* Exercise instructions *
Lift out each line of the data that holds "detail".

* Task data *

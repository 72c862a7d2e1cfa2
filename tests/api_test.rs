//! HTTP-level tests: status codes and JSON bodies of every route.

mod common;

use std::sync::Arc;

use axum::body::Body;
use axum::http::{Request, StatusCode};
use axum::Router;
use serde_json::{json, Value};
use tower::ServiceExt;

use graphrag_api::api;
use graphrag_api::config::Config;
use graphrag_api::state::AppState;

use common::FakeEngine;

const BOUNDARY: &str = "graphrag-test-boundary";

fn test_app() -> (tempfile::TempDir, Router) {
    let dir = tempfile::tempdir().unwrap();
    let config = Config {
        projects_dir: dir.path().join("projects"),
        ..Config::default()
    };
    let state = AppState::with_engine(config, Arc::new(FakeEngine::default())).unwrap();
    (dir, api::router(state))
}

async fn send(app: &Router, req: Request<Body>) -> (StatusCode, Value) {
    let resp = app.clone().oneshot(req).await.unwrap();
    let status = resp.status();
    let bytes = axum::body::to_bytes(resp.into_body(), usize::MAX)
        .await
        .unwrap();
    let body = if bytes.is_empty() {
        Value::Null
    } else {
        serde_json::from_slice(&bytes).unwrap()
    };
    (status, body)
}

fn post_json(uri: &str, body: Value) -> Request<Body> {
    Request::builder()
        .method("POST")
        .uri(uri)
        .header("content-type", "application/json")
        .body(Body::from(body.to_string()))
        .unwrap()
}

fn multipart(uri: &str, files: &[(&str, &str)]) -> Request<Body> {
    let mut body = String::new();
    for (name, content) in files {
        body.push_str(&format!(
            "--{BOUNDARY}\r\nContent-Disposition: form-data; name=\"files\"; filename=\"{name}\"\r\nContent-Type: text/plain\r\n\r\n{content}\r\n"
        ));
    }
    body.push_str(&format!("--{BOUNDARY}--\r\n"));

    Request::builder()
        .method("POST")
        .uri(uri)
        .header(
            "content-type",
            format!("multipart/form-data; boundary={BOUNDARY}"),
        )
        .body(Body::from(body))
        .unwrap()
}

async fn create_project(app: &Router) -> String {
    let (status, body) = send(
        app,
        post_json(
            "/create_project",
            json!({"text_content": "Alice founded Acme.", "api_key": "sk-test"}),
        ),
    )
    .await;
    assert_eq!(status, StatusCode::CREATED);
    assert_eq!(body["message"], "Project created successfully.");
    body["project_id"].as_str().unwrap().to_string()
}

#[tokio::test]
async fn test_create_and_list() {
    let (_dir, app) = test_app();
    let id = create_project(&app).await;

    let req = Request::builder()
        .uri("/projects")
        .body(Body::empty())
        .unwrap();
    let (status, body) = send(&app, req).await;
    assert_eq!(status, StatusCode::OK);
    assert_eq!(body, json!({ "projects": [id] }));
}

#[tokio::test]
async fn test_create_without_key_is_bad_request() {
    let (_dir, app) = test_app();
    let (status, body) = send(
        &app,
        post_json("/create_project", json!({"text_content": "hello"})),
    )
    .await;
    assert_eq!(status, StatusCode::BAD_REQUEST);
    assert!(body["detail"].as_str().unwrap().contains("api_key"));
}

#[tokio::test]
async fn test_create_with_unknown_provider_is_bad_request() {
    let (_dir, app) = test_app();
    let (status, body) = send(
        &app,
        post_json(
            "/create_project",
            json!({"text_content": "hello", "api_key": "k", "llm": "anthropic"}),
        ),
    )
    .await;
    assert_eq!(status, StatusCode::BAD_REQUEST);
    assert!(body["detail"].is_string());
}

#[tokio::test]
async fn test_unknown_project_is_404() {
    let (_dir, app) = test_app();
    let missing = uuid::Uuid::new_v4();

    let (status, body) = send(
        &app,
        post_json(&format!("/query/{missing}"), json!({"query": "q"})),
    )
    .await;
    assert_eq!(status, StatusCode::NOT_FOUND);
    assert_eq!(body, json!({"detail": "Project not found."}));

    let (status, _) = send(&app, post_json(&format!("/index/{missing}"), json!({}))).await;
    assert_eq!(status, StatusCode::NOT_FOUND);

    let req = Request::builder()
        .method("DELETE")
        .uri(format!("/project/{missing}"))
        .body(Body::empty())
        .unwrap();
    let (status, _) = send(&app, req).await;
    assert_eq!(status, StatusCode::NOT_FOUND);

    let (status, _) = send(&app, multipart(&format!("/upload_txt/{missing}"), &[("a.txt", "a")])).await;
    assert_eq!(status, StatusCode::NOT_FOUND);
}

#[tokio::test]
async fn test_query_before_index_is_400() {
    let (_dir, app) = test_app();
    let id = create_project(&app).await;

    let (status, body) = send(
        &app,
        post_json(&format!("/query/{id}"), json!({"query": "who?", "method": "local"})),
    )
    .await;
    assert_eq!(status, StatusCode::BAD_REQUEST);
    assert_eq!(body["detail"], "Project has not been indexed yet.");
}

#[tokio::test]
async fn test_index_with_empty_body_then_query() {
    let (_dir, app) = test_app();
    let id = create_project(&app).await;

    let req = Request::builder()
        .method("POST")
        .uri(format!("/index/{id}"))
        .body(Body::empty())
        .unwrap();
    let (status, body) = send(&app, req).await;
    assert_eq!(status, StatusCode::OK);
    assert_eq!(
        body,
        json!({"project_id": id, "message": "Indexing process started and completed."})
    );

    let (status, body) = send(
        &app,
        post_json(&format!("/query/{id}"), json!({"query": "Who founded Acme?"})),
    )
    .await;
    assert_eq!(status, StatusCode::OK);
    assert_eq!(body["project_id"], id.as_str());
    assert_eq!(body["query"], "Who founded Acme?");
    assert_eq!(body["method"], "global");
    assert_eq!(body["response"], "global answer to: Who founded Acme?");
    assert!(body["context_data"].is_string());

    let (status, body) = send(
        &app,
        post_json(&format!("/query/{id}"), json!({"query": "q", "method": "hybrid"})),
    )
    .await;
    assert_eq!(status, StatusCode::BAD_REQUEST);
    assert_eq!(body["detail"], "Invalid search method: hybrid");
}

#[tokio::test]
async fn test_index_dry_run() {
    let (_dir, app) = test_app();
    let id = create_project(&app).await;

    let (status, body) = send(
        &app,
        post_json(&format!("/index/{id}"), json!({"dry_run": true, "verbose": true})),
    )
    .await;
    assert_eq!(status, StatusCode::OK);
    assert_eq!(body["message"], "Dry run completed. Configuration is valid.");

    // Still not indexed
    let (status, _) = send(&app, post_json(&format!("/query/{id}"), json!({"query": "q"}))).await;
    assert_eq!(status, StatusCode::BAD_REQUEST);
}

#[tokio::test]
async fn test_index_with_malformed_body_is_400() {
    let (_dir, app) = test_app();
    let id = create_project(&app).await;

    let req = Request::builder()
        .method("POST")
        .uri(format!("/index/{id}"))
        .header("content-type", "application/json")
        .body(Body::from("{\"method\": 7"))
        .unwrap();
    let (status, body) = send(&app, req).await;
    assert_eq!(status, StatusCode::BAD_REQUEST);
    assert!(body["detail"].as_str().unwrap().starts_with("Invalid index request"));
}

#[tokio::test]
async fn test_upload_files() {
    let (_dir, app) = test_app();
    let id = create_project(&app).await;

    let (status, body) = send(
        &app,
        multipart(
            &format!("/upload_txt/{id}"),
            &[("one.txt", "first"), ("two.txt", "second"), ("..", "bad")],
        ),
    )
    .await;
    assert_eq!(status, StatusCode::OK);
    assert_eq!(body["project_id"], id.as_str());
    assert_eq!(
        body["message"],
        "Processed 3 files. 2 successful, 1 failed."
    );
    assert_eq!(body["results"]["successful"], json!(["one.txt", "two.txt"]));
    assert_eq!(body["results"]["failed"][0]["filename"], "..");
}

#[tokio::test]
async fn test_upload_all_failed_is_400_with_results() {
    let (_dir, app) = test_app();
    let id = create_project(&app).await;

    let (status, body) = send(
        &app,
        multipart(&format!("/upload_txt/{id}"), &[("..", "bad")]),
    )
    .await;
    assert_eq!(status, StatusCode::BAD_REQUEST);
    assert_eq!(body["detail"]["message"], "No files could be uploaded.");
    assert_eq!(body["detail"]["results"]["successful"], json!([]));
    assert_eq!(body["detail"]["results"]["failed"].as_array().unwrap().len(), 1);
}

#[tokio::test]
async fn test_delete_project() {
    let (_dir, app) = test_app();
    let id = create_project(&app).await;

    let delete = || {
        Request::builder()
            .method("DELETE")
            .uri(format!("/project/{id}"))
            .body(Body::empty())
            .unwrap()
    };

    let (status, body) = send(&app, delete()).await;
    assert_eq!(status, StatusCode::OK);
    assert_eq!(
        body,
        json!({"project_id": id, "message": "Project deleted successfully."})
    );

    let (status, _) = send(&app, delete()).await;
    assert_eq!(status, StatusCode::NOT_FOUND);

    let req = Request::builder()
        .uri("/projects")
        .body(Body::empty())
        .unwrap();
    let (_, body) = send(&app, req).await;
    assert_eq!(body, json!({"projects": []}));
}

* Result of the exercise *
    assert!(body["detail"].as_str().unwrap().contains("api_key"));
    assert!(body["detail"].is_string());
    assert_eq!(body, json!({"detail": "Project not found."}));
    assert_eq!(body["detail"], "Project has not been indexed yet.");
    assert_eq!(body["detail"], "Invalid search method: hybrid");
    assert!(body["detail"].as_str().unwrap().starts_with("Invalid index request"));
    assert_eq!(body["detail"]["message"], "No files could be uploaded.");
    assert_eq!(body["detail"]["results"]["successful"], json!([]));
    assert_eq!(body["detail"]["results"]["failed"].as_array().unwrap().len(), 1);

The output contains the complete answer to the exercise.